At this point I wonder if the depoliticization of cultural discourse, the criminalization of dissent, and the sublimation of the market that we are suffering today, operate as a temporary or strategic solution for a new era. I saw how the Cuban hip hop movement dissolved at the beginning of this century, while some of it drifted toward the contestatory rap embraced by the MSI. The strategy of those in power consisted of using reggaeton to shut down rap’s critical and anti-racist discourse. Then came an avalanche of criticism in Miami and Havana media against reggaeton that capitalized on its audiences and profits. Why did they use similar tactics of devaluing popular culture that involved Black protagonism? The answer reveals the complicity with which bureaucrats and political extremists on both shores manipulate the “popular” and the “racial,” turning said artists into subalterns and reproducers of other people’s agenda that excludes them. (I am not hiding the fact that these musicians sometimes publicly evade what they represent and even underestimate the extent to which race and identity defines their artistic work.)

The MSI addresses a legitimate issue in a political arena, despite the predictability of the end results, if we assess its fragility by the asymmetry of the forces that harass it in different political directions. Nevertheless, at the heart of the conflict, the MSI is demanding social justice and a reaffirmation of its cultural legitimacy, over which institutions needlessly haggled. Moreover, the MSI expresses a rage, derived from strong critical experiences and a history of rejections and real necessities, which is hardly channeled in an organized or pragmatic manner. Such rage taxes their bodies as their own discourse and defense, at the same that it converts them into hostages of the left-right, inside-outside, Cuba-United States divide. The awareness of that dichotomy defines the course of the confrontation. Without resolving this paradox, they will not be able to get out of this trap that squeezes them between the side that encourages their dissent and the one that closed the door in their face.

In an effort to reject or welcome the MSI into certain political agendas, much critique of the movement is directed at its possessing an annexationist rhetoric or a scarce nationalist agenda. Facing punishment by Cuba’s institutions, the MSI has responded by expressing its affiliation with the great political enemy of the Revolution (without even considering the blockade/embargo, empty of all political or humanitarian meaning). Thus the MSI demonstrates a political naivety, cultivated out of resentment and a sense of impotence toward those who censure and harass it. Perhaps this was not its original intention, but the MSI’s blind political recklessness places them into the United States’ sophisticated effort to convert any discomfort or political vacuum in Cuba into a possibility of gaining followers for subversion. This takes place through manipulating the MSI's justified anger as its primary rationale and also institutional arrogance (which refuses to recognize its errors), with the support of other forces that expect the MSI to take greater risks than they themselves have ever been willing to take. Does this conjunction irreversibly oblige the MSI to fulfill a task that is disproportionate to its capacity and real possibilities? The answer must be evaluated more realistically by all parties involved in this conflict.

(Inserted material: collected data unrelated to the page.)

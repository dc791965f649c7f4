//! Endpoint path resolution
//!
//! Maps a logical path from a diagram to the real API path. Exact entries
//! win; otherwise pattern entries are tried in insertion order, and values
//! captured from `{name}` segments are substituted into the target.

use indexmap::IndexMap;
use regex::Regex;
use serde::Deserialize;
use tracing::{debug, trace};

use crate::errors::FlowpulseError;

/// One configured `from -> to` pair
#[derive(Debug, Clone, PartialEq, Eq, Deserialize)]
pub struct EndpointMapping {
    pub from: String,
    pub to: String,
}

#[derive(Debug, Clone)]
struct PathPattern {
    regex: Regex,
    target: String,
}

/// Resolves logical paths to real ones
///
/// Read-only after construction, so it can be shared across steps freely.
#[derive(Debug, Clone, Default)]
pub struct EndpointResolver {
    exact: IndexMap<String, String>,
    patterns: Vec<PathPattern>,
}

/// Compile a path template into an anchored regex
///
/// Literal text is escaped and each `{name}` matches one path segment.
pub(crate) fn compile_path_pattern(pattern: &str) -> Result<Regex, FlowpulseError> {
    let mut regex_str = String::from("^");
    let mut rest = pattern;

    while let Some(open) = rest.find('{') {
        let Some(close) = rest[open..].find('}').map(|c| open + c) else {
            return Err(FlowpulseError::Config(format!(
                "Unclosed placeholder in mapping '{}'",
                pattern
            )));
        };
        regex_str.push_str(&regex::escape(&rest[..open]));
        regex_str.push_str("([^/]+)");
        rest = &rest[close + 1..];
    }
    regex_str.push_str(&regex::escape(rest));
    regex_str.push('$');

    Regex::new(&regex_str)
        .map_err(|e| FlowpulseError::Config(format!("Invalid mapping pattern '{}': {}", pattern, e)))
}

/// Replace each `{..}` in `target` with the next captured value, left to right
fn substitute_positional(target: &str, values: &[&str]) -> String {
    let mut out = String::with_capacity(target.len());
    let mut values = values.iter();
    let mut rest = target;

    while let Some(open) = rest.find('{') {
        let Some(close) = rest[open..].find('}').map(|c| open + c) else {
            break;
        };
        out.push_str(&rest[..open]);
        match values.next() {
            Some(v) => out.push_str(v),
            None => out.push_str(&rest[open..=close]),
        }
        rest = &rest[close + 1..];
    }
    out.push_str(rest);
    out
}

impl EndpointResolver {
    pub fn new() -> Self {
        Self::default()
    }

    /// Build from configured pairs; entries containing `{` become patterns
    pub fn from_mappings(mappings: &[EndpointMapping]) -> Result<Self, FlowpulseError> {
        let mut resolver = Self::new();
        for m in mappings {
            resolver.add(&m.from, &m.to)?;
        }
        Ok(resolver)
    }

    fn add(&mut self, from: &str, to: &str) -> Result<(), FlowpulseError> {
        if from.contains('{') {
            let regex = compile_path_pattern(from)?;
            self.patterns.push(PathPattern {
                regex,
                target: to.to_string(),
            });
        } else {
            self.exact.insert(from.to_string(), to.to_string());
        }
        Ok(())
    }

    pub fn len(&self) -> usize {
        self.exact.len() + self.patterns.len()
    }

    pub fn is_empty(&self) -> bool {
        self.len() == 0
    }

    /// Resolve a logical path; unknown paths come back unchanged
    pub fn resolve(&self, path: &str) -> String {
        if let Some(target) = self.exact.get(path) {
            debug!(from = path, to = %target, "Resolved endpoint (exact)");
            return target.clone();
        }

        for pattern in &self.patterns {
            if let Some(caps) = pattern.regex.captures(path) {
                let values: Vec<&str> = caps
                    .iter()
                    .skip(1)
                    .flatten()
                    .map(|m| m.as_str())
                    .collect();
                let resolved = substitute_positional(&pattern.target, &values);
                debug!(from = path, to = %resolved, "Resolved endpoint (pattern)");
                return resolved;
            }
        }

        trace!(path, "No endpoint mapping, using path as-is");
        path.to_string()
    }
}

The MSI introduces the racial question into the political debate in an unexpected way. For forty years, the racial question in Cuba was under socialist silence. Only at the end of the 1980s, a few activists begin to break the silence and show the racial unease on the island, creating disagreements with a power that took decades to realize what in another text I call neo-racism (3). The debate sparked today by the MSI ignores the critical efforts of anti-racist organizations that, emerging in the 1990s, in intellectual and academic circuits, managed to place this topic on the national agenda. They did so within an institutional framework, with limited media, and through negotiations marked by the verticality of Cuban cultural, governmental, and political institutions.

The debate today seeps into all realms (cultural, academic and institutional) and with the media in its favor, focuses on human rights and a systemic critique of the Revolution, in contrast to the previous debate’s hope of being incorporated into a political will that would complete the emancipatory efforts of 1959. The current debate rejects the logic of vertical discourse and its institutional rules. It starts from accusations and denunciations of racial problems from a radical position that is close to (or part of) the United States’ subversive project against Cuba, a fact that does not detract from the legitimacy of its criticisms that tend to coincide with those of the previous debates, despite substantial differences between the two.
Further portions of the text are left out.